Pictured above is Choukoun, the carnival costume of Kreyòl women.

The name “Pierre” is French in origin, and though I’m not a Frenchman, my father comes from an island in the Caribbean called “Haiti”. In 1804, Haiti fought and won their independence from the French; a handful of the slaves were from Nigeria and Congo. This made Haitians the first black people ever to win their independence and claim a nation from European rule, something we are proud of to this day. The strength of a unified people is strong. Toussaint Louverture (1743-1803) was the leader of the Haitian Revolution and aided in securing something many African-Americans have lost. I believe we have lost our identity, and though we try to create a new one whether it is through music, fashion, art, or business, we miss the part that tells us we are connected to this world. As a man of faith, it is important to me that I tell everyone that I believe we are children of God, and we come from his first creations.

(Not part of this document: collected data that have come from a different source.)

use ratatui::buffer::Buffer;
use ratatui::layout::Rect;
use ratatui::style::{Color, Style};
use ratatui::widgets::Widget;

use crate::render::{self, DrawCommand, Rgb};
use crate::wheel::CanvasBounds;

// Each terminal cell is one client unit wide and two tall; the upper half
// block lets a cell show two vertically stacked pixels.
const UPPER_HALF: &str = "\u{2580}";

/// Client coordinates of the middle of a terminal cell.
pub fn client_point(column: u16, row: u16) -> (f64, f64) {
    (column as f64 + 0.5, row as f64 * 2.0 + 1.0)
}

/// The largest square canvas that fits `area`, centered, in client units.
pub fn canvas_bounds(area: Rect) -> Option<CanvasBounds> {
    let width = area.width as f64;
    let height = area.height as f64 * 2.0;
    let side = width.min(height);
    if side < 4.0 {
        return None;
    }
    Some(CanvasBounds {
        left: area.x as f64 + (width - side) / 2.0,
        top: area.y as f64 * 2.0 + (height - side) / 2.0,
        width: side,
        height: side,
    })
}

/// The wheel sampled at terminal resolution.
#[derive(Debug, Clone)]
pub struct WheelRaster {
    area: Rect,
    /// Two pixels per cell, row-major, upper pixel first.
    pixels: Vec<Option<Rgb>>,
}

impl WheelRaster {
    pub fn rasterize(commands: &[DrawCommand], area: Rect, size: f64) -> Self {
        let mut pixels = Vec::with_capacity(area.width as usize * area.height as usize * 2);
        let bounds = canvas_bounds(area);

        for row in area.y..area.y + area.height {
            for half in 0..2u16 {
                for col in area.x..area.x + area.width {
                    let pixel = bounds.and_then(|b| {
                        let client_x = col as f64 + 0.5;
                        let client_y = (row * 2 + half) as f64 + 0.5;
                        let (x, y) = b.to_local(client_x, client_y, size);
                        render::sample(commands, x, y)
                    });
                    pixels.push(pixel);
                }
            }
        }

        Self { area, pixels }
    }

    pub fn area(&self) -> Rect {
        self.area
    }

    /// Pixel at a cell, `lower` selecting the bottom half.
    pub fn pixel(&self, col: u16, row: u16, lower: bool) -> Option<Rgb> {
        if col < self.area.x
            || row < self.area.y
            || col >= self.area.x + self.area.width
            || row >= self.area.y + self.area.height
        {
            return None;
        }
        let width = self.area.width as usize;
        let line = (row - self.area.y) as usize * 2 + usize::from(lower);
        self.pixels[line * width + (col - self.area.x) as usize]
    }
}

fn to_color(rgb: Option<Rgb>, fallback: Color) -> Color {
    rgb.map(|Rgb(r, g, b)| Color::Rgb(r, g, b)).unwrap_or(fallback)
}

/// Paints a [`WheelRaster`] into the buffer at the raster's own area.
pub struct WheelCanvas<'a> {
    pub raster: &'a WheelRaster,
}

impl<'a> Widget for WheelCanvas<'a> {
    fn render(self, area: Rect, buf: &mut Buffer) {
        let target = self.raster.area().intersection(area);
        for row in target.y..target.y + target.height {
            for col in target.x..target.x + target.width {
                let upper = self.raster.pixel(col, row, false);
                let lower = self.raster.pixel(col, row, true);
                if upper.is_none() && lower.is_none() {
                    continue;
                }
                buf[(col, row)].set_symbol(UPPER_HALF).set_style(
                    Style::default()
                        .fg(to_color(upper, Color::Reset))
                        .bg(to_color(lower, Color::Reset)),
                );
            }
        }
    }
}
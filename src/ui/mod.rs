mod editor;
mod help;
pub(crate) mod picker;
pub(crate) mod preview;
pub(crate) mod wheel;

pub use editor::render_editor;
pub use help::render_help;
pub use picker::render_picker;
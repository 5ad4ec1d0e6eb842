use clap::{Parser, Subcommand};

#[derive(Parser)]
#[command(name = "menu-colors", about = "Pick and preview restaurant menu brand colors")]
pub struct Cli {
    /// Log debug output to the log file
    #[arg(short, long, global = true)]
    pub verbose: bool,

    #[command(subcommand)]
    pub command: Option<Commands>,
}

#[derive(Subcommand)]
pub enum Commands {
    /// Classify a background color as light or dark
    Classify {
        /// Hex (#rgb, #rrggbb) or rgb()/rgba() color
        color: String,
    },
    /// Convert an HSL triple to a hex color
    Hex {
        /// Hue in degrees (wraps at 360)
        #[arg(allow_negative_numbers = true)]
        hue: f64,
        /// Saturation percentage, 0-100
        saturation: f64,
        /// Lightness percentage, 0-100
        lightness: f64,
    },
    /// Show or change configuration
    Config {
        #[command(subcommand)]
        action: ConfigAction,
    },
}

#[derive(Subcommand)]
pub enum ConfigAction {
    /// Print the current configuration
    Show,
    /// Set a value: default-primary, default-secondary or redraw-debounce-ms
    Set { key: String, value: String },
}
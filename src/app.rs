use std::time::Instant;

use ratatui::layout::Rect;
use tracing::{debug, info};

use crate::config::{self, AppConfig};
use crate::debounce::Debouncer;
use crate::menu::{self, MenuColors, MenuDraft};
use crate::render;
use crate::ui::wheel::{self, WheelRaster};
use crate::wheel::{Channel, ColorWheelPicker};

#[derive(Debug, Clone, PartialEq)]
pub enum Screen {
    Editor,
    Picker,
}

#[derive(Debug, Clone, PartialEq)]
pub enum InputMode {
    Normal,
    EditTitle,
    HexInput,
}

/// Mouse actions the event loop forwards to the app, in terminal cells.
#[derive(Debug, Clone, Copy, PartialEq)]
pub enum PointerEvent {
    Down { column: u16, row: u16 },
    Drag { column: u16, row: u16 },
    Up,
}

pub struct App {
    pub screen: Screen,
    pub input_mode: InputMode,
    pub config: AppConfig,
    pub draft: MenuDraft,
    pub picker: Option<ColorWheelPicker>,
    pub title_input: String,
    pub hex_input: String,
    pub status_message: Option<String>,
    pub unsaved: bool,
    pub show_help: bool,
    pub should_quit: bool,
    /// Wheel pixels as last drawn; rebuilt after the redraw debounce.
    pub wheel: Option<WheelRaster>,
    wheel_area: Option<Rect>,
    redraw: Debouncer,
    seen_revision: u64,
}

impl App {
    pub fn new(config: AppConfig, draft: MenuDraft) -> Self {
        let redraw = Debouncer::new(config.redraw_debounce());
        Self {
            screen: Screen::Editor,
            input_mode: InputMode::Normal,
            config,
            draft,
            picker: None,
            title_input: String::new(),
            hex_input: String::new(),
            status_message: None,
            unsaved: false,
            show_help: false,
            should_quit: false,
            wheel: None,
            wheel_area: None,
            redraw,
            seen_revision: 0,
        }
    }

    /// Colors the editor and preview display right now.
    pub fn menu_colors(&self) -> MenuColors {
        self.draft.display_colors(&self.config.default_colors())
    }

    // -----------------------------------------------------------------------
    // Title editing
    // -----------------------------------------------------------------------

    pub fn start_title_edit(&mut self) {
        self.title_input = self.draft.title.clone();
        self.input_mode = InputMode::EditTitle;
    }

    pub fn commit_title(&mut self) {
        let title = self.title_input.trim();
        if title.is_empty() {
            self.status_message = Some("Title cannot be empty".into());
        } else if title != self.draft.title {
            self.draft.title = title.to_string();
            self.unsaved = true;
        }
        self.input_mode = InputMode::Normal;
    }

    // -----------------------------------------------------------------------
    // Picker lifecycle
    // -----------------------------------------------------------------------

    pub fn open_picker(&mut self) {
        let defaults = self.config.default_colors();
        let seed = self.draft.color.as_ref();
        let picker = ColorWheelPicker::open(seed, &defaults, config::CANVAS_SIZE);
        let colors = picker.colors();
        info!(primary = %colors.primary, secondary = %colors.secondary, "opened picker");
        self.seen_revision = picker.revision();
        self.picker = Some(picker);
        self.wheel = None;
        self.wheel_area = None;
        self.input_mode = InputMode::Normal;
        self.screen = Screen::Picker;
    }

    /// Close the picker and store its colors on the draft.
    pub fn apply_picker(&mut self) {
        if let Some(picker) = self.picker.take() {
            let colors = picker.apply();
            info!(
                primary = %colors.primary,
                secondary = %colors.secondary,
                "applied picker colors"
            );
            if self.draft.color.as_ref() != Some(&colors) {
                self.draft.color = Some(colors);
                self.unsaved = true;
            }
            self.status_message = Some("Colors applied".into());
        }
        self.close_picker();
    }

    /// Close the picker, leaving the draft untouched.
    pub fn cancel_picker(&mut self) {
        if let Some(picker) = self.picker.take() {
            picker.cancel();
            debug!("picker cancelled");
        }
        self.close_picker();
    }

    fn close_picker(&mut self) {
        self.redraw.cancel();
        self.wheel = None;
        self.wheel_area = None;
        self.input_mode = InputMode::Normal;
        self.screen = Screen::Editor;
    }

    pub fn switch_channel(&mut self) {
        if let Some(picker) = self.picker.as_mut() {
            picker.select_channel(picker.active().toggle());
        }
    }

    pub fn select_channel(&mut self, channel: Channel) {
        if let Some(picker) = self.picker.as_mut() {
            picker.select_channel(channel);
        }
    }

    pub fn start_hex_input(&mut self) {
        if let Some(picker) = self.picker.as_ref() {
            self.hex_input = picker.active_color().trim_start_matches('#').to_string();
            self.input_mode = InputMode::HexInput;
        }
    }

    pub fn commit_hex_input(&mut self) {
        if let Some(picker) = self.picker.as_mut() {
            picker.commit_hex_input(&self.hex_input);
        }
        self.input_mode = InputMode::Normal;
    }

    /// Reset the draft's colors so the configured defaults apply again.
    pub fn reset_colors(&mut self) {
        if self.draft.color.take().is_some() {
            self.unsaved = true;
            self.status_message = Some("Colors reset to defaults".into());
        }
    }

    pub fn save(&mut self) {
        match menu::save_draft(&self.draft) {
            Ok(()) => {
                self.unsaved = false;
                self.status_message = Some(format!(
                    "Saved to {}",
                    config::draft_path().display()
                ));
            }
            Err(e) => self.status_message = Some(format!("Error: {:#}", e)),
        }
    }

    // -----------------------------------------------------------------------
    // Wheel canvas
    // -----------------------------------------------------------------------

    /// Tell the app where the wheel is on screen. `None` detaches the canvas.
    pub fn set_wheel_area(&mut self, area: Option<Rect>) {
        if self.wheel_area == area {
            return;
        }
        self.wheel_area = area;
        self.wheel = None;
        if let Some(picker) = self.picker.as_mut() {
            picker.set_canvas(area.and_then(wheel::canvas_bounds));
        }
    }

    /// Forward a mouse event to the picker.
    pub fn handle_pointer(&mut self, event: PointerEvent) {
        let Some(picker) = self.picker.as_mut() else {
            return;
        };
        match event {
            PointerEvent::Down { column, row } => {
                let (x, y) = wheel::client_point(column, row);
                if picker.canvas().is_some_and(|c| c.contains(x, y)) {
                    picker.pointer_down(x, y);
                }
            }
            PointerEvent::Drag { column, row } => {
                let (x, y) = wheel::client_point(column, row);
                let inside = picker.canvas().is_some_and(|c| c.contains(x, y));
                if inside {
                    picker.pointer_move(x, y);
                } else {
                    picker.pointer_leave();
                }
            }
            PointerEvent::Up => picker.pointer_up(),
        }
    }

    /// Advance timers: schedule a wheel redraw after picker changes and
    /// rebuild the raster once the debounce fires.
    pub fn tick(&mut self, now: Instant) {
        let (Some(picker), Some(area)) = (self.picker.as_ref(), self.wheel_area) else {
            return;
        };

        if picker.revision() != self.seen_revision {
            self.seen_revision = picker.revision();
            self.redraw.schedule(now);
        }

        if self.wheel.is_none() || self.redraw.fire(now) {
            let commands = render::render_picker(picker);
            self.wheel = Some(WheelRaster::rasterize(&commands, area, config::CANVAS_SIZE));
            self.redraw.cancel();
        }
    }

    /// Time until the next pending redraw, if one is scheduled.
    pub fn next_deadline(&self, now: Instant) -> Option<std::time::Duration> {
        self.redraw.remaining(now)
    }
}

#[cfg(test)]
mod tests {
    use super::*;
    use std::time::Duration;

    fn app() -> App {
        App::new(AppConfig::default(), MenuDraft::default())
    }

    #[test]
    fn picker_seeds_from_defaults_when_unset() {
        let mut app = app();
        app.open_picker();
        assert_eq!(app.screen, Screen::Picker);
        let picker = app.picker.as_ref().unwrap();
        assert_eq!(picker.colors(), &MenuColors::new("#FF9000", "#FFFFFF"));
    }

    #[test]
    fn draft_untouched_until_apply() {
        let mut app = app();
        app.draft.color = Some(MenuColors::new("#FF6B35", "#FFFFFF"));
        app.open_picker();
        app.picker.as_mut().unwrap().nudge_hue(90.0);
        assert_eq!(app.draft.color.as_ref().unwrap().primary, "#FF6B35");

        app.apply_picker();
        assert_eq!(app.screen, Screen::Editor);
        assert_ne!(app.draft.color.as_ref().unwrap().primary, "#FF6B35");
        assert!(app.unsaved);
    }

    #[test]
    fn cancel_keeps_prior_colors() {
        let mut app = app();
        app.draft.color = Some(MenuColors::new("#FF6B35", "#FFFFFF"));
        app.open_picker();
        app.picker.as_mut().unwrap().nudge_lightness(-20.0);
        app.cancel_picker();
        assert!(app.picker.is_none());
        assert_eq!(
            app.draft.color,
            Some(MenuColors::new("#FF6B35", "#FFFFFF"))
        );
        assert!(!app.unsaved);
    }

    #[test]
    fn mouse_drag_on_wheel_changes_hue() {
        let mut app = app();
        app.open_picker();
        // 40x20 cells gives a 40x40 canvas at origin, 7 canvas units per cell.
        app.set_wheel_area(Some(Rect::new(0, 0, 40, 20)));

        // Column 31 on the middle row sits on the hue ring, pointing right.
        app.handle_pointer(PointerEvent::Down { column: 31, row: 9 });
        let picker = app.picker.as_ref().unwrap();
        assert!(picker.is_dragging());
        assert!(picker.hue() < 10.0 || picker.hue() > 350.0);

        app.handle_pointer(PointerEvent::Up);
        assert!(!app.picker.as_ref().unwrap().is_dragging());
    }

    #[test]
    fn drag_outside_canvas_ends_drag() {
        let mut app = app();
        app.open_picker();
        app.set_wheel_area(Some(Rect::new(0, 0, 40, 20)));
        app.handle_pointer(PointerEvent::Down { column: 20, row: 10 });
        app.handle_pointer(PointerEvent::Drag { column: 45, row: 10 });
        assert!(!app.picker.as_ref().unwrap().is_dragging());
    }

    #[test]
    fn press_outside_canvas_does_not_start_drag() {
        let mut app = app();
        app.open_picker();
        app.set_wheel_area(Some(Rect::new(0, 0, 40, 20)));
        app.handle_pointer(PointerEvent::Down { column: 60, row: 10 });
        assert!(!app.picker.as_ref().unwrap().is_dragging());

        app.handle_pointer(PointerEvent::Drag { column: 20, row: 10 });
        let picker = app.picker.as_ref().unwrap();
        assert!(!picker.is_dragging());
        assert_eq!(picker.colors().primary, "#FF9000");
    }

    #[test]
    fn hex_input_starts_from_normalized_seed() {
        let mut app = app();
        app.draft.color = Some(MenuColors::new("rgb(1, 2, 3)", "#FFFFFF"));
        app.open_picker();
        app.start_hex_input();
        assert_eq!(app.hex_input, "010203");
    }

    #[test]
    fn redraw_is_debounced() {
        let mut app = app();
        app.open_picker();
        app.set_wheel_area(Some(Rect::new(0, 0, 20, 10)));
        let start = Instant::now();
        app.tick(start);
        assert!(app.wheel.is_some());

        app.picker.as_mut().unwrap().nudge_hue(10.0);
        app.tick(start);
        assert!(app.next_deadline(start).is_some());

        app.tick(start + Duration::from_millis(100));
        assert!(app.next_deadline(start + Duration::from_millis(100)).is_none());
    }

    #[test]
    fn hex_input_round_trip() {
        let mut app = app();
        app.open_picker();
        app.start_hex_input();
        assert_eq!(app.hex_input, "FF9000");
        app.hex_input = "12ab".into();
        app.commit_hex_input();
        assert_eq!(app.picker.as_ref().unwrap().colors().primary, "#12ab00");
        assert_eq!(app.input_mode, InputMode::Normal);
    }

    #[test]
    fn title_edit() {
        let mut app = app();
        app.start_title_edit();
        app.title_input = "  Dinner  ".into();
        app.commit_title();
        assert_eq!(app.draft.title, "Dinner");
        assert!(app.unsaved);

        app.start_title_edit();
        app.title_input = "   ".into();
        app.commit_title();
        assert_eq!(app.draft.title, "Dinner");
        assert!(app.status_message.is_some());
    }

    #[test]
    fn reset_colors_clears_draft_colors() {
        let mut app = app();
        app.draft.color = Some(MenuColors::new("#000000", "#000000"));
        app.reset_colors();
        assert!(app.draft.color.is_none());
        assert_eq!(app.menu_colors(), MenuColors::new("#FF9000", "#FFFFFF"));
    }
}
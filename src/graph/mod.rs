pub mod layout;
pub mod model;
pub mod tooltip;

pub use layout::{
    Canvas, DEFAULT_COMPACT_BREAKPOINT_PX, EdgeSegment, GraphLayout, LayoutProfile, NodeRect,
    Point, ProfileKind,
};
pub use model::{GraphEdge, GraphNode, INPUT_NODE_ID, InfluenceGraph, NodeDetail, NodeKind};
pub use tooltip::{StockState, Tooltip, TooltipBody, truncate_label};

I know more about European history and heroic feats than that of my own peoples’ achievements. Media and entertainment have not been color friendly until recent changes and if you’ve ever watched a film or any source of entertainment that isn’t directly black-owned or sponsored, Black people were not usually given positive representation.  In China, the poster for Star Wars Episode VII: A New Hope (2015) has lead character Finn (John Boyega) minimized to the extent that one would think he was a supporting character. This type of treatment in film is common and does no favors in changing the worldwide perception of the African diaspora. Even in Marvel’s upcoming film Black Panther (2018) Chadwick Boseman is unmasked on posters here in the States, but on Japanese posters he is veiled. This kind of marketing goes into the fear of, “dark skin won’t sell”. This thinking is rooted in generations of discrediting Black men and Black women. The public killings of black youths, the appropriation of our culture, and the lack of opportunities are but effects of a longstanding institution.  

Today, I see a change in the tide. As Black people, we have control of the culture in such a way that we can help make positive impacts that hit crucial marks. The world is becoming more open to listening to people who have been silenced, but this does not mean that there is no opposition. Our stories are what help people see and understand who we are. Not everyone can relate to what we as Black people or even individuals go through, but expressing ourselves in creative ways will help build a bridge of empathy and comprehension. This fight may be a never-ending battle, but that’s the point of being Black, we became warriors once we were born.